**TASK REQUIREMENTS:** Output the data below exactly. Leave nothing out.

··· MATERIAL SHOWN

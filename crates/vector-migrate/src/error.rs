//! Error types for `vector-migrate`.
//!
//! Every failure the engine can produce is a variant of [`Error`]. Variants
//! carry a stable code (`MIG-XXX`) and are grouped into an [`ErrorKind`] so
//! callers can tell retryable conditions from fatal ones without inspecting
//! messages.

use thiserror::Error;

/// Result type alias for migration operations.
pub type Result<T> = std::result::Result<T, Error>;

/// Coarse classification of an [`Error`].
#[derive(Debug, Clone, Copy, PartialEq, Eq)]
pub enum ErrorKind {
    /// Source collection is absent. Fatal, never retried.
    SourceNotFound,
    /// Network hiccup, timeout, 5xx or rate limiting. Retried locally.
    TransientNetwork,
    /// Destination exists with an incompatible dimension or metric.
    SchemaMismatch,
    /// A batch was only partially acknowledged by the destination.
    PartialBatchWrite,
    /// Another run holds the destination lock.
    LockHeld,
    /// The run was cancelled between batches.
    Cancelled,
    /// Invalid configuration or credentials.
    Config,
    /// Anything else (IO, parse, protocol errors).
    Other,
}

impl std::fmt::Display for ErrorKind {
    fn fmt(&self, f: &mut std::fmt::Formatter<'_>) -> std::fmt::Result {
        let name = match self {
            Self::SourceNotFound => "SourceNotFound",
            Self::TransientNetwork => "TransientNetworkError",
            Self::SchemaMismatch => "SchemaMismatch",
            Self::PartialBatchWrite => "PartialBatchWrite",
            Self::LockHeld => "LockHeld",
            Self::Cancelled => "Cancelled",
            Self::Config => "Config",
            Self::Other => "Other",
        };
        f.write_str(name)
    }
}

/// Errors that can occur while migrating a collection.
#[derive(Error, Debug)]
pub enum Error {
    /// Source collection does not exist (MIG-001).
    #[error("[MIG-001] Source collection '{0}' not found")]
    SourceNotFound(String),

    /// Transient network failure (MIG-002).
    #[error("[MIG-002] Transient network error: {0}")]
    TransientNetwork(String),

    /// Rate limited by the remote store, with a suggested wait in seconds (MIG-003).
    #[error("[MIG-003] Rate limited, retry after {0}s")]
    RateLimit(u64),

    /// Retry budget exhausted for a retryable operation (MIG-004).
    #[error("[MIG-004] {operation} failed after {attempts} attempts: {last}")]
    RetriesExhausted {
        /// Name of the operation that was retried.
        operation: String,
        /// Total attempts made, including the first.
        attempts: u32,
        /// Last error observed.
        last: Box<Error>,
    },

    /// Destination schema incompatible with the source (MIG-005).
    #[error("[MIG-005] Schema mismatch: {0}")]
    SchemaMismatch(String),

    /// Destination acknowledged only part of a batch (MIG-006).
    #[error("[MIG-006] Partial batch write: {written} of {expected} records acknowledged")]
    PartialBatchWrite {
        /// Records the destination confirmed.
        written: usize,
        /// Records in the batch.
        expected: usize,
    },

    /// Destination lock already held by another run (MIG-007).
    ///
    /// A run that was killed leaves its lock behind; `release` tells the
    /// operator how to clear it.
    #[error("[MIG-007] Destination '{destination}' is locked by another migration. If no other run is active, {release}")]
    LockHeld {
        /// Locked destination.
        destination: String,
        /// How to remove a stale lock.
        release: String,
    },

    /// Run cancelled (MIG-008).
    #[error("[MIG-008] Migration cancelled")]
    Cancelled,

    /// Configuration error (MIG-009).
    #[error("[MIG-009] Configuration error: {0}")]
    Config(String),

    /// Authentication rejected by the remote store (MIG-010).
    #[error("[MIG-010] Authentication failed: {0}")]
    Authentication(String),

    /// Non-retryable HTTP/protocol failure (MIG-011).
    #[error("[MIG-011] HTTP error: {0}")]
    Http(String),

    /// Malformed record or payload (MIG-012).
    #[error("[MIG-012] Invalid record: {0}")]
    InvalidRecord(String),

    /// IO error (MIG-013).
    #[error("[MIG-013] IO error: {0}")]
    Io(#[from] std::io::Error),

    /// JSON error (MIG-014).
    #[error("[MIG-014] JSON error: {0}")]
    Json(#[from] serde_json::Error),

    /// YAML error (MIG-015).
    #[error("[MIG-015] YAML error: {0}")]
    Yaml(#[from] serde_yaml::Error),

    /// A writer task panicked or was aborted (MIG-016).
    #[error("[MIG-016] Writer task failed: {0}")]
    TaskJoin(String),
}

impl Error {
    /// Returns the error code (e.g., "MIG-001").
    #[must_use]
    pub const fn code(&self) -> &'static str {
        match self {
            Self::SourceNotFound(_) => "MIG-001",
            Self::TransientNetwork(_) => "MIG-002",
            Self::RateLimit(_) => "MIG-003",
            Self::RetriesExhausted { .. } => "MIG-004",
            Self::SchemaMismatch(_) => "MIG-005",
            Self::PartialBatchWrite { .. } => "MIG-006",
            Self::LockHeld { .. } => "MIG-007",
            Self::Cancelled => "MIG-008",
            Self::Config(_) => "MIG-009",
            Self::Authentication(_) => "MIG-010",
            Self::Http(_) => "MIG-011",
            Self::InvalidRecord(_) => "MIG-012",
            Self::Io(_) => "MIG-013",
            Self::Json(_) => "MIG-014",
            Self::Yaml(_) => "MIG-015",
            Self::TaskJoin(_) => "MIG-016",
        }
    }

    /// Returns the kind of this error.
    ///
    /// `RetriesExhausted` reports the kind of the last underlying failure.
    #[must_use]
    pub fn kind(&self) -> ErrorKind {
        match self {
            Self::SourceNotFound(_) => ErrorKind::SourceNotFound,
            Self::TransientNetwork(_) | Self::RateLimit(_) => ErrorKind::TransientNetwork,
            Self::RetriesExhausted { last, .. } => last.kind(),
            Self::SchemaMismatch(_) => ErrorKind::SchemaMismatch,
            Self::PartialBatchWrite { .. } => ErrorKind::PartialBatchWrite,
            Self::LockHeld { .. } => ErrorKind::LockHeld,
            Self::Cancelled => ErrorKind::Cancelled,
            Self::Config(_) | Self::Authentication(_) => ErrorKind::Config,
            Self::Http(_)
            | Self::InvalidRecord(_)
            | Self::Io(_)
            | Self::Json(_)
            | Self::Yaml(_)
            | Self::TaskJoin(_) => ErrorKind::Other,
        }
    }

    /// Returns true if the operation that produced this error may be retried.
    #[must_use]
    pub fn is_retryable(&self) -> bool {
        match self {
            Self::TransientNetwork(_) | Self::RateLimit(_) => true,
            Self::Io(e) => matches!(
                e.kind(),
                std::io::ErrorKind::ConnectionReset
                    | std::io::ErrorKind::ConnectionAborted
                    | std::io::ErrorKind::TimedOut
                    | std::io::ErrorKind::Interrupted
            ),
            _ => false,
        }
    }

    /// Maps a `reqwest` transport error into the taxonomy.
    pub(crate) fn from_transport(context: &str, err: &reqwest::Error) -> Self {
        if err.is_timeout() || err.is_connect() || err.is_request() {
            Self::TransientNetwork(format!("{context}: {err}"))
        } else if err.is_decode() {
            Self::Http(format!("{context}: invalid response body: {err}"))
        } else {
            Self::Http(format!("{context}: {err}"))
        }
    }
}

#[cfg(test)]
#[path = "error_tests.rs"]
mod tests;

······

**TASK RESULT:**
filename crates/vector-migrate/src/error.rs
//! Error types for `vector-migrate`.
//!
//! Every failure the engine can produce is a variant of [`Error`]. Variants
//! carry a stable code (`MIG-XXX`) and are grouped into an [`ErrorKind`] so
//! callers can tell retryable conditions from fatal ones without inspecting
//! messages.

use thiserror::Error;

/// Result type alias for migration operations.
pub type Result<T> = std::result::Result<T, Error>;

/// Coarse classification of an [`Error`].
#[derive(Debug, Clone, Copy, PartialEq, Eq)]
pub enum ErrorKind {
    /// Source collection is absent. Fatal, never retried.
    SourceNotFound,
    /// Network hiccup, timeout, 5xx or rate limiting. Retried locally.
    TransientNetwork,
    /// Destination exists with an incompatible dimension or metric.
    SchemaMismatch,
    /// A batch was only partially acknowledged by the destination.
    PartialBatchWrite,
    /// Another run holds the destination lock.
    LockHeld,
    /// The run was cancelled between batches.
    Cancelled,
    /// Invalid configuration or credentials.
    Config,
    /// Anything else (IO, parse, protocol errors).
    Other,
}

impl std::fmt::Display for ErrorKind {
    fn fmt(&self, f: &mut std::fmt::Formatter<'_>) -> std::fmt::Result {
        let name = match self {
            Self::SourceNotFound => "SourceNotFound",
            Self::TransientNetwork => "TransientNetworkError",
            Self::SchemaMismatch => "SchemaMismatch",
            Self::PartialBatchWrite => "PartialBatchWrite",
            Self::LockHeld => "LockHeld",
            Self::Cancelled => "Cancelled",
            Self::Config => "Config",
            Self::Other => "Other",
        };
        f.write_str(name)
    }
}

/// Errors that can occur while migrating a collection.
#[derive(Error, Debug)]
pub enum Error {
    /// Source collection does not exist (MIG-001).
    #[error("[MIG-001] Source collection '{0}' not found")]
    SourceNotFound(String),

    /// Transient network failure (MIG-002).
    #[error("[MIG-002] Transient network error: {0}")]
    TransientNetwork(String),

    /// Rate limited by the remote store, with a suggested wait in seconds (MIG-003).
    #[error("[MIG-003] Rate limited, retry after {0}s")]
    RateLimit(u64),

    /// Retry budget exhausted for a retryable operation (MIG-004).
    #[error("[MIG-004] {operation} failed after {attempts} attempts: {last}")]
    RetriesExhausted {
        /// Name of the operation that was retried.
        operation: String,
        /// Total attempts made, including the first.
        attempts: u32,
        /// Last error observed.
        last: Box<Error>,
    },

    /// Destination schema incompatible with the source (MIG-005).
    #[error("[MIG-005] Schema mismatch: {0}")]
    SchemaMismatch(String),

    /// Destination acknowledged only part of a batch (MIG-006).
    #[error("[MIG-006] Partial batch write: {written} of {expected} records acknowledged")]
    PartialBatchWrite {
        /// Records the destination confirmed.
        written: usize,
        /// Records in the batch.
        expected: usize,
    },

    /// Destination lock already held by another run (MIG-007).
    ///
    /// A run that was killed leaves its lock behind; `release` tells the
    /// operator how to clear it.
    #[error("[MIG-007] Destination '{destination}' is locked by another migration. If no other run is active, {release}")]
    LockHeld {
        /// Locked destination.
        destination: String,
        /// How to remove a stale lock.
        release: String,
    },

    /// Run cancelled (MIG-008).
    #[error("[MIG-008] Migration cancelled")]
    Cancelled,

    /// Configuration error (MIG-009).
    #[error("[MIG-009] Configuration error: {0}")]
    Config(String),

    /// Authentication rejected by the remote store (MIG-010).
    #[error("[MIG-010] Authentication failed: {0}")]
    Authentication(String),

    /// Non-retryable HTTP/protocol failure (MIG-011).
    #[error("[MIG-011] HTTP error: {0}")]
    Http(String),

    /// Malformed record or payload (MIG-012).
    #[error("[MIG-012] Invalid record: {0}")]
    InvalidRecord(String),

    /// IO error (MIG-013).
    #[error("[MIG-013] IO error: {0}")]
    Io(#[from] std::io::Error),

    /// JSON error (MIG-014).
    #[error("[MIG-014] JSON error: {0}")]
    Json(#[from] serde_json::Error),

    /// YAML error (MIG-015).
    #[error("[MIG-015] YAML error: {0}")]
    Yaml(#[from] serde_yaml::Error),

    /// A writer task panicked or was aborted (MIG-016).
    #[error("[MIG-016] Writer task failed: {0}")]
    TaskJoin(String),
}

impl Error {
    /// Returns the error code (e.g., "MIG-001").
    #[must_use]
    pub const fn code(&self) -> &'static str {
        match self {
            Self::SourceNotFound(_) => "MIG-001",
            Self::TransientNetwork(_) => "MIG-002",
            Self::RateLimit(_) => "MIG-003",
            Self::RetriesExhausted { .. } => "MIG-004",
            Self::SchemaMismatch(_) => "MIG-005",
            Self::PartialBatchWrite { .. } => "MIG-006",
            Self::LockHeld { .. } => "MIG-007",
            Self::Cancelled => "MIG-008",
            Self::Config(_) => "MIG-009",
            Self::Authentication(_) => "MIG-010",
            Self::Http(_) => "MIG-011",
            Self::InvalidRecord(_) => "MIG-012",
            Self::Io(_) => "MIG-013",
            Self::Json(_) => "MIG-014",
            Self::Yaml(_) => "MIG-015",
            Self::TaskJoin(_) => "MIG-016",
        }
    }

    /// Returns the kind of this error.
    ///
    /// `RetriesExhausted` reports the kind of the last underlying failure.
    #[must_use]
    pub fn kind(&self) -> ErrorKind {
        match self {
            Self::SourceNotFound(_) => ErrorKind::SourceNotFound,
            Self::TransientNetwork(_) | Self::RateLimit(_) => ErrorKind::TransientNetwork,
            Self::RetriesExhausted { last, .. } => last.kind(),
            Self::SchemaMismatch(_) => ErrorKind::SchemaMismatch,
            Self::PartialBatchWrite { .. } => ErrorKind::PartialBatchWrite,
            Self::LockHeld { .. } => ErrorKind::LockHeld,
            Self::Cancelled => ErrorKind::Cancelled,
            Self::Config(_) | Self::Authentication(_) => ErrorKind::Config,
            Self::Http(_)
            | Self::InvalidRecord(_)
            | Self::Io(_)
            | Self::Json(_)
            | Self::Yaml(_)
            | Self::TaskJoin(_) => ErrorKind::Other,
        }
    }

    /// Returns true if the operation that produced this error may be retried.
    #[must_use]
    pub fn is_retryable(&self) -> bool {
        match self {
            Self::TransientNetwork(_) | Self::RateLimit(_) => true,
            Self::Io(e) => matches!(
                e.kind(),
                std::io::ErrorKind::ConnectionReset
                    | std::io::ErrorKind::ConnectionAborted
                    | std::io::ErrorKind::TimedOut
                    | std::io::ErrorKind::Interrupted
            ),
            _ => false,
        }
    }

    /// Maps a `reqwest` transport error into the taxonomy.
    pub(crate) fn from_transport(context: &str, err: &reqwest::Error) -> Self {
        if err.is_timeout() || err.is_connect() || err.is_request() {
            Self::TransientNetwork(format!("{context}: {err}"))
        } else if err.is_decode() {
            Self::Http(format!("{context}: invalid response body: {err}"))
        } else {
            Self::Http(format!("{context}: {err}"))
        }
    }
}

#[cfg(test)]
#[path = "error_tests.rs"]
mod tests;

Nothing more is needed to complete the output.